We hit it off after breakfast, leaving Monument Valley behind us and going towards Mogi Dugway. We passed a place on the highway famous for a scene from Forrest Gump, and all the tours hanging around in the middle of the road made it a safety hazard for everyone.
Forrest Gump — the protagonist of the 1994 Oscar-winning movie of the same name starring Tom Hanks — had run for three years, two months, 14 days, and 16 hours when he reached the hill that looks toward Monument Valley Navajo Tribal Park. After crossing the country several times, Forrest figured out why he was running so much, and that it was something that his mama had told him, “Put the past behind you before you move on.”
Realization struck around mile marker 13 on U.S. 163, and Forrest proclaimed to his followers that he was done running.

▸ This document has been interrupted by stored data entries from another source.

//! Ready-made applicants most command-line tools want.

use crate::args::PositionalArgs;
use crate::command::{Applicant, args, group, run, short, sub, valid_args};
use crate::error::RunError;
use crate::flag::{flag, string};
use crate::types::CompletionShell;

/// A `version` subcommand printing `<version> (<commit>)`.
pub fn version(version: impl Into<String>, commit: impl Into<String>) -> Applicant {
    let line = format!("{} ({})", version.into(), commit.into());
    sub(
        "version",
        [
            short("Show the current version"),
            args(PositionalArgs::None),
            run(move |inv| {
                writeln!(inv.out(), "{line}")?;
                Ok(())
            }),
        ],
    )
}

/// A `completion <shell>` subcommand writing a completion script for the
/// whole tree.
pub fn completion() -> Applicant {
    sub(
        "completion [bash|zsh|fish|powershell]",
        [
            short("Generate completion script"),
            valid_args(CompletionShell::NAMES),
            args(PositionalArgs::and([
                PositionalArgs::one(),
                PositionalArgs::OnlyValid,
            ])),
            run(|inv| {
                let Some(name) = inv.args().first() else {
                    return Err("missing shell name".into());
                };
                let shell: CompletionShell = name.parse().map_err(RunError::from)?;
                inv.generate_completion(shell)?;
                Ok(())
            }),
        ],
    )
}

/// Persistent `--loglevel/-l`; an empty default means `warn`.
pub fn flag_log_level(default: &str) -> Applicant {
    let default = if default.is_empty() { "warn" } else { default };
    flag("loglevel", string(default))
        .abbr('l')
        .description(
            "Minimum level for log messages (one of 'debug', 'info', 'warn', 'error', 'fatal', 'panic')",
        )
        .persistent()
        .env()
        .into()
}

pub fn flag_log_file() -> Applicant {
    flag("logfile", string("-"))
        .description("Write logfiles to the given file ('-' for stderr)")
        .persistent()
        .env()
        .into()
}

/// Persistent `--logformat`, default `json`. Once bound, the default is a
/// resolved value like any other and overrides the automatic format.
pub fn flag_log_format() -> Applicant {
    flag("logformat", string("json"))
        .description("Which format to use for writing the logs ('json' or 'text')")
        .persistent()
        .env()
        .into()
}

/// `version`, `completion` and the three log flags in one applicant.
pub fn defaults(version_text: impl Into<String>, commit: impl Into<String>) -> Applicant {
    group([
        version(version_text, commit),
        completion(),
        flag_log_level("warn"),
        flag_log_file(),
        flag_log_format(),
    ])
}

Now known as “Forrest Gump Point,” this spot offers a most spectacular view, and is visited by gobs of movie fans and tourists on their own trek to the iconic Mittens formations — those conspicuous 1,000-foot buttes — and tours within Monument Valley.

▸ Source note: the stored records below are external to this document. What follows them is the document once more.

use std::fmt;
use std::str::FromStr;
use std::time::Duration;

use toml::Value;

use crate::duration::{format_duration, parse_duration};

/// The type of a flag together with its default value.
///
/// Built with the constructors in [`flag`](crate::flag) (`string`, `boolean`,
/// `int`, `float`, `duration`).
#[derive(Debug, Clone, PartialEq)]
pub enum FlagValue {
    Str(String),
    Bool(bool),
    Int(i64),
    Float(f64),
    Duration(Duration),
}

impl FlagValue {
    /// Short type name used in help and error messages.
    pub fn type_name(&self) -> &'static str {
        match self {
            FlagValue::Str(_) => "string",
            FlagValue::Bool(_) => "bool",
            FlagValue::Int(_) => "int",
            FlagValue::Float(_) => "float",
            FlagValue::Duration(_) => "duration",
        }
    }

    /// The value as command-line text, used for clap's `default_value`.
    pub fn to_arg_string(&self) -> String {
        match self {
            FlagValue::Str(s) => s.clone(),
            FlagValue::Bool(b) => b.to_string(),
            FlagValue::Int(i) => i.to_string(),
            FlagValue::Float(f) => f.to_string(),
            FlagValue::Duration(d) => format_duration(*d),
        }
    }

    /// The value as stored in [`Settings`](crate::Settings).
    pub fn to_toml(&self) -> Value {
        match self {
            FlagValue::Str(s) => Value::String(s.clone()),
            FlagValue::Bool(b) => Value::Boolean(*b),
            FlagValue::Int(i) => Value::Integer(*i),
            FlagValue::Float(f) => Value::Float(*f),
            FlagValue::Duration(d) => Value::String(format_duration(*d)),
        }
    }

    /// Parse `raw` as a value of the same type as `self`.
    pub fn parse_same(&self, raw: &str) -> Result<FlagValue, String> {
        match self {
            FlagValue::Str(_) => Ok(FlagValue::Str(raw.to_string())),
            FlagValue::Bool(_) => parse_bool(raw)
                .map(FlagValue::Bool)
                .ok_or_else(|| format!("'{raw}' is not a boolean")),
            FlagValue::Int(_) => raw
                .trim()
                .parse::<i64>()
                .map(FlagValue::Int)
                .map_err(|e| format!("'{raw}' is not an integer: {e}")),
            FlagValue::Float(_) => raw
                .trim()
                .parse::<f64>()
                .map(FlagValue::Float)
                .map_err(|e| format!("'{raw}' is not a float: {e}")),
            FlagValue::Duration(_) => parse_duration(raw)
                .map(FlagValue::Duration)
                .map_err(|e| e.to_string()),
        }
    }
}

/// Boolean text accepted from the environment.
pub(crate) fn parse_bool(raw: &str) -> Option<bool> {
    match raw.trim() {
        "1" | "t" | "T" | "true" | "TRUE" | "True" => Some(true),
        "0" | "f" | "F" | "false" | "FALSE" | "False" => Some(false),
        _ => None,
    }
}

/// Shell-completion hint for path-like flags. Does not affect parsing.
#[derive(Debug, Clone, PartialEq, Eq)]
pub enum PathHint {
    /// A file, optionally restricted to the given extensions.
    Filename(Vec<String>),
    /// A directory.
    Dirname,
}

/// Shells supported by the `completion` subcommand.
#[derive(Debug, Clone, Copy, PartialEq, Eq)]
pub enum CompletionShell {
    Bash,
    Zsh,
    Fish,
    PowerShell,
}

impl CompletionShell {
    pub const NAMES: [&'static str; 4] = ["bash", "zsh", "fish", "powershell"];

    pub fn name(self) -> &'static str {
        match self {
            CompletionShell::Bash => "bash",
            CompletionShell::Zsh => "zsh",
            CompletionShell::Fish => "fish",
            CompletionShell::PowerShell => "powershell",
        }
    }

    pub(crate) fn generator(self) -> clap_complete::Shell {
        match self {
            CompletionShell::Bash => clap_complete::Shell::Bash,
            CompletionShell::Zsh => clap_complete::Shell::Zsh,
            CompletionShell::Fish => clap_complete::Shell::Fish,
            CompletionShell::PowerShell => clap_complete::Shell::PowerShell,
        }
    }
}

impl FromStr for CompletionShell {
    type Err = String;

    fn from_str(s: &str) -> Result<Self, Self::Err> {
        match s {
            "bash" => Ok(CompletionShell::Bash),
            "zsh" => Ok(CompletionShell::Zsh),
            "fish" => Ok(CompletionShell::Fish),
            "powershell" => Ok(CompletionShell::PowerShell),
            other => Err(format!(
                "unsupported shell '{other}' (expected one of: {})",
                Self::NAMES.join(", ")
            )),
        }
    }
}

impl fmt::Display for CompletionShell {
    fn fmt(&self, f: &mut fmt::Formatter<'_>) -> fmt::Result {
        f.write_str(self.name())
    }
}

#[cfg(test)]
mod tests {
    use super::*;

    #[test]
    fn parse_same_keeps_type() {
        let v = FlagValue::Int(0).parse_same("42").unwrap();
        assert_eq!(v, FlagValue::Int(42));
        let v = FlagValue::Float(0.0).parse_same("1.5").unwrap();
        assert_eq!(v, FlagValue::Float(1.5));
        let v = FlagValue::Duration(Duration::ZERO).parse_same("2s").unwrap();
        assert_eq!(v, FlagValue::Duration(Duration::from_secs(2)));
    }

    #[test]
    fn parse_same_rejects_wrong_type() {
        assert!(FlagValue::Int(0).parse_same("forty").is_err());
        assert!(FlagValue::Bool(false).parse_same("yes").is_err());
    }

    #[test]
    fn bool_spellings() {
        for raw in ["1", "t", "T", "true", "TRUE", "True"] {
            assert_eq!(parse_bool(raw), Some(true), "{raw}");
        }
        for raw in ["0", "f", "F", "false", "FALSE", "False"] {
            assert_eq!(parse_bool(raw), Some(false), "{raw}");
        }
        assert_eq!(parse_bool("on"), None);
    }

    #[test]
    fn duration_stored_as_canonical_text() {
        let v = FlagValue::Duration(Duration::from_secs(90));
        assert_eq!(v.to_toml(), Value::String("1m30s".into()));
        assert_eq!(v.to_arg_string(), "1m30s");
    }

    #[test]
    fn shell_names_round_trip() {
        for name in CompletionShell::NAMES {
            let shell: CompletionShell = name.parse().unwrap();
            assert_eq!(shell.name(), name);
        }
        assert!("tcsh".parse::<CompletionShell>().is_err());
    }
}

For fans of the movie who are driving this road, realization will sneak in that you’re in a familiar place. It’s fair to theorize that something intrinsic to this vast, iconic and sacred place, enabled Forrest Gump to finally come to terms with his past and find a way forward. It is a land that invites quiet introspection.

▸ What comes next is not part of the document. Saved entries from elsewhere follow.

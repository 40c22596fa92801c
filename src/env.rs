use std::collections::HashMap;

use heck::ToShoutySnakeCase;

use crate::error::SoilError;

/// Derive the environment variable name for a settings key.
///
/// Each dotted segment is converted to SHOUTY_SNAKE_CASE and segments are
/// joined with `__`, so nesting stays distinguishable from word breaks.
/// A prefix is joined with `__` as well.
///
/// | prefix  | key                | variable                  |
/// |---------|--------------------|---------------------------|
/// | none    | `loglevel`         | `LOGLEVEL`                |
/// | none    | `log-level`        | `LOG_LEVEL`               |
/// | `MYAPP` | `server.max-conn`  | `MYAPP__SERVER__MAX_CONN` |
pub fn env_var_name(prefix: Option<&str>, key: &str) -> String {
    let body = key
        .split('.')
        .map(|segment| segment.to_shouty_snake_case())
        .collect::<Vec<_>>()
        .join("__");
    match prefix {
        Some(p) if !p.is_empty() => format!("{}__{body}", p.to_shouty_snake_case()),
        _ => body,
    }
}

/// Snapshot of environment variables used during resolution.
///
/// Built from an iterator so tests can pass synthetic data instead of
/// `std::env::vars()`.
#[derive(Debug, Clone, Default)]
pub struct EnvVars {
    prefix: Option<String>,
    vars: HashMap<String, String>,
}

impl EnvVars {
    pub fn new(
        prefix: Option<String>,
        vars: impl IntoIterator<Item = (String, String)>,
    ) -> Self {
        Self {
            prefix,
            vars: vars.into_iter().collect(),
        }
    }

    /// The variable name a key reads from, honouring an explicit override.
    pub fn var_name(&self, key: &str, explicit: Option<&str>) -> String {
        match explicit {
            Some(name) => name.to_string(),
            None => env_var_name(self.prefix.as_deref(), key),
        }
    }

    pub fn get(&self, name: &str) -> Option<&str> {
        self.vars.get(name).map(String::as_str)
    }
}

/// Reject two different keys that map onto the same variable.
///
/// `pairs` yields `(key, variable)` in declaration order. The same key bound
/// on several commands is fine.
pub fn check_collisions<'a>(
    pairs: impl IntoIterator<Item = (&'a str, String)>,
) -> Result<(), SoilError> {
    let mut seen: HashMap<String, &'a str> = HashMap::new();
    for (key, var) in pairs {
        match seen.get(&var) {
            Some(first) if *first != key => {
                return Err(SoilError::EnvCollision {
                    var,
                    first: first.to_string(),
                    second: key.to_string(),
                });
            }
            Some(_) => {}
            None => {
                seen.insert(var, key);
            }
        }
    }
    Ok(())
}

#[cfg(test)]
mod tests {
    use super::*;

    fn vars(pairs: &[(&str, &str)]) -> Vec<(String, String)> {
        pairs
            .iter()
            .map(|(k, v)| (k.to_string(), v.to_string()))
            .collect()
    }

    #[test]
    fn single_word_key() {
        assert_eq!(env_var_name(None, "loglevel"), "LOGLEVEL");
    }

    #[test]
    fn hyphenated_key_becomes_upper_snake() {
        assert_eq!(env_var_name(None, "log-level"), "LOG_LEVEL");
        assert_eq!(env_var_name(None, "max-open-files"), "MAX_OPEN_FILES");
    }

    #[test]
    fn dotted_key_uses_double_underscore() {
        assert_eq!(env_var_name(None, "server.max-conn"), "SERVER__MAX_CONN");
    }

    #[test]
    fn prefix_is_joined_with_double_underscore() {
        assert_eq!(env_var_name(Some("MYAPP"), "log-level"), "MYAPP__LOG_LEVEL");
        assert_eq!(env_var_name(Some("my-app"), "port"), "MY_APP__PORT");
    }

    #[test]
    fn empty_prefix_is_ignored() {
        assert_eq!(env_var_name(Some(""), "port"), "PORT");
    }

    #[test]
    fn explicit_name_bypasses_prefix() {
        let env = EnvVars::new(Some("APP".into()), vars(&[]));
        assert_eq!(env.var_name("log-level", None), "APP__LOG_LEVEL");
        assert_eq!(env.var_name("log-level", Some("RUST_LOG")), "RUST_LOG");
    }

    #[test]
    fn lookup_reads_synthetic_vars() {
        let env = EnvVars::new(None, vars(&[("LOGLEVEL", "debug")]));
        assert_eq!(env.get("LOGLEVEL"), Some("debug"));
        assert_eq!(env.get("LOGFILE"), None);
    }

    #[test]
    fn collision_between_different_keys_is_rejected() {
        let result = check_collisions([
            ("log-level", env_var_name(None, "log-level")),
            ("log_level", env_var_name(None, "log_level")),
        ]);
        match result {
            Err(SoilError::EnvCollision { var, first, second }) => {
                assert_eq!(var, "LOG_LEVEL");
                assert_eq!(first, "log-level");
                assert_eq!(second, "log_level");
            }
            other => panic!("Expected EnvCollision, got {other:?}"),
        }
    }

    #[test]
    fn same_key_twice_is_not_a_collision() {
        let result = check_collisions([
            ("output", env_var_name(None, "output")),
            ("output", env_var_name(None, "output")),
        ]);
        assert!(result.is_ok());
    }
}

Pull over and take a selfie on Forrest Gump Point. Even if you’re not a movie buff, taking in the landscape here is worth every second of your time. It’s fairly easy to find the point, because there will likely be a dozen cars parked at the pullout by the sign. People will surely be standing in the middle of the road taking photos, so drive slow and watch out.
Then we headed off Highway 261 for the scenic road towards Natural Bridges National Park.
We stopped at the Gooseneck State National park to see the mighty Colorado River.
One of the highlights was passing through Mogi Dugway – 5 miles of dirt road winding and climbing up the mountain. I’m sure they keep it to the
road and prevent people from travelling quickly along the road.
After spending a little time walking around and seeing various parts of the national park, we made our way to Monticello. This is genuinely a tiny desert town. Coming up to the motel, we were a little concerned, given the recent experience with motorcycles, but it was a charming motel to stay at.
We decided to stay in Monticello as it’s a little more affordable than Moab. In some ways, it was a good decision because I was tired when we arrived and didn’t feel like driving for another hour.
But there were limited facilities around there. We couldn’t find a coffee place anywhere but did settle for a nice Mexican dinner.
I will say this for Monticello. What they lack in personalities, they make up for twice over with hospitality.